Projection highlights

● Major meat prices expressed in nominal terms are anticipated to be firm the first years of the projection. Nominal prices for beef and pork increase by 22% by 2019 relative to the base 2007-09, whereas poultry prices are expected to be on average 34% higher while lamb prices will rise by 68%.
● World meat consumption continues to experience one of the highest rates of growth among the major agricultural commodities, and mostly in the faster growing non-OECD countries. Virtually all of the world growth in meat consumption is projected to occur in developing countries, notably for poultry that grows at 2.8% p.a., and pig meat at 2.3% p.a. Beef consumption may grow the least at 2.0% p.a. Per capita annual consumption growth in the developed area remains low throughout the projection period.
● While demand pressure builds, the meat sector is increasingly constrained by higher feed prices and the availability of natural resources. World meat production growth is projected at 1.9% p.a. This growth is expected to originate predominantly outside the OECD area, which will account for 89% of additional sectoral output. Driven mostly by an expansion of poultry and beef shipments, world meat exports by 2019 are projected to increase by 22% relative to 2007-09 base period. OECD country exports increase by 7%, while those of non-OECD countries increase by 40% by 2019 relative to the base period.

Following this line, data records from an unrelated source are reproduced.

//! Interactive Gemini function-calling agent.

use anyhow::Context;
use clap::Parser;
use gemini_tool_agent::config::{AgentConfig, Credentials};
use gemini_tool_agent::repl::{self, ConsoleEventSink, GOODBYE};
use gemini_tool_agent::Toolset;
use std::path::PathBuf;
use std::process::ExitCode;
use std::sync::Arc;
use tokio::io::BufReader;
use tracing::info;
use tracing_subscriber::EnvFilter;

#[derive(Debug, Parser)]
#[command(name = "gemini-agent", version, about = "Chat with a Gemini agent that can call local tools")]
struct Cli {
    /// Agent profile to run
    #[arg(long, short, value_enum)]
    toolset: Option<Toolset>,

    /// YAML configuration file
    #[arg(long, short, env = "AGENT_CONFIG")]
    config: Option<PathBuf>,

    /// Gemini model name
    #[arg(long, short)]
    model: Option<String>,

    /// Root directory for the file tools
    #[arg(long)]
    workdir: Option<PathBuf>,

    /// Maximum tool rounds per request
    #[arg(long)]
    max_tool_rounds: Option<u32>,

    /// Sampling temperature
    #[arg(long)]
    temperature: Option<f64>,
}

#[tokio::main]
async fn main() -> ExitCode {
    // A missing .env file is fine.
    let _ = dotenvy::dotenv();

    tracing_subscriber::fmt()
        .with_env_filter(
            EnvFilter::try_from_default_env().unwrap_or_else(|_| EnvFilter::new("warn")),
        )
        .with_target(false)
        .with_writer(std::io::stderr)
        .init();

    let cli = Cli::parse();

    let credentials = match Credentials::from_env() {
        Ok(credentials) => credentials,
        Err(_) => {
            println!("Error: API key not found. Please add it to your .env file.");
            return ExitCode::FAILURE;
        }
    };

    match run(cli, credentials).await {
        Ok(()) => ExitCode::SUCCESS,
        Err(e) => {
            eprintln!("Error: {e:#}");
            ExitCode::FAILURE
        }
    }
}

fn load_config(cli: &Cli) -> anyhow::Result<AgentConfig> {
    let base = match &cli.config {
        Some(path) => AgentConfig::from_yaml_file(path)?,
        None => AgentConfig::default(),
    };
    let mut config = base.with_env_overrides()?;

    if let Some(toolset) = cli.toolset {
        config.toolset = toolset;
    }
    if let Some(model) = &cli.model {
        config.model = model.clone();
    }
    if let Some(workdir) = &cli.workdir {
        config.workdir = Some(workdir.clone());
    }
    if let Some(rounds) = cli.max_tool_rounds {
        config.max_tool_rounds = rounds;
    }
    if let Some(temperature) = cli.temperature {
        config.temperature = Some(temperature);
    }
    config.validate()?;
    Ok(config)
}

async fn run(cli: Cli, credentials: Credentials) -> anyhow::Result<()> {
    let config = load_config(&cli)?;
    let client = config
        .build_client(&credentials)
        .context("failed to create Gemini client")?;
    let workdir = match &config.workdir {
        Some(dir) => dir.clone(),
        None => std::env::current_dir().context("cannot determine working directory")?,
    };

    info!(
        toolset = ?config.toolset,
        model = %config.model,
        workdir = %workdir.display(),
        "starting agent"
    );

    let mut driver = config
        .toolset
        .driver(
            Arc::new(client),
            workdir,
            config.driver_settings(),
            config.max_history_turns,
        )
        .with_event_sink(Arc::new(ConsoleEventSink));

    println!("\n{}", config.toolset.banner());

    let input = BufReader::new(tokio::io::stdin());
    let mut output = tokio::io::stdout();

    tokio::select! {
        res = repl::run(&mut driver, input, &mut output) => res?,
        _ = tokio::signal::ctrl_c() => {
            println!("\n{GOODBYE}");
        }
    }
    Ok(())
}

Market trends and prospects


Prices


Most prices to increase at the beginning of the Outlook 


Real prices for meat are projected to be higher than those observed during the previous decade, as higher costs constrain the expansion of output in the face of increasing demand. Beef prices are anticipated to be firm for the first half of the projections, mainly due to a tight supply following reduced cattle herds. However, an expansion of output in the second half, coupled with a reduction of import demand by the Russian Federation, are anticipated to exert a downward pressure on prices. Pig meat prices in both the Atlantic and Pacific area are not anticipated to increase much beyond 2015 due to an increase in supply from Brazil, USA and China, which are experiencing high productivity gains. Sheep meat prices are anticipated to be weak during the early years, but a reduction of sheep flocks in New Zealand may exert upward pressure on world sheep and lamb prices later in the projection period. Poultry prices expressed in nominal terms are to remain relatively firm throughout, largely reflecting higher feed costs and increased demand. Higher producer prices are anticipated to boost global meat output. In the short term pig and poultry sectors with shorter production cycle, may respond more rapidly to renewed demand after the recession, while reduced cattle inventories will constrain beef production in the short term. As import demand in all the different meats recover, global meat trade is also set to rebound over the projection period. Accordingly, per capita meat consumption will rise following its marginal decrease of 2009, consistent with improved income prospects.

Production


Growth in production originates mostly from the non-OECD area


On average, annual world meat production growth is projected to slow down to 1.9% during the Outlook period from 2.1% in the previous decade, as the sector is increasingly constrained by higher feed costs and the availability of natural resources. This growth is expected to originate predominantly outside the OECD area, which will be responsible for about 89% of the additional output, while a more stable path of  development is observed in OECD countries. Meat production growth in non-OECD countries is anticipated to be dominated by Brazil and China, although the Russian Federation is also anticipated to play an increasing role. The Russian Federation, a major meat importer, is implementing strategy to support public and private investments in the meat sector to bring meat self-sufficiency more than 80% by the end of the projection period.
Following an initial recovery phase, the meat outlook is characterised by moderate increases in production. In the emerging economies, renewed investment, improved infrastructures and the introduction of modern, intensive and integrated production, processing and transport technologies, are the main factors that may spur higher productivity growth. This is especially true for Brazil, China, India and the Russian Federation, and to some extent in the CIS group of countries. Meat production in other non-OECD countries and regions of the world are also anticipated to grow, including sub-Saharan Africa where the inflow of foreign private investments is on the increase from the so called “land grab” phenomenon, i.e. increased animal feed production. However, the global economic crisis might have had somehow impinged on the investment capacity of developing countries. Meat production in the OECD area is anticipated to expand less than 1% p.a., as most farmers already benefit from existing technological advances, and face increasingly stringent animal welfare and food safety regulations.
Except for sub-Saharan Africa, productivity gains of non-ruminants animals are anticipated to be high in all countries and regions, while for ruminants, OECD countries are expected to have higher productivity gains. The contribution of technical change and efficiency to total productivity growth is expected to vary according to the labour/land ratio of the prevailing production systems, with higher land productivity gains in China, and  higher labour productivity gains in Brazil.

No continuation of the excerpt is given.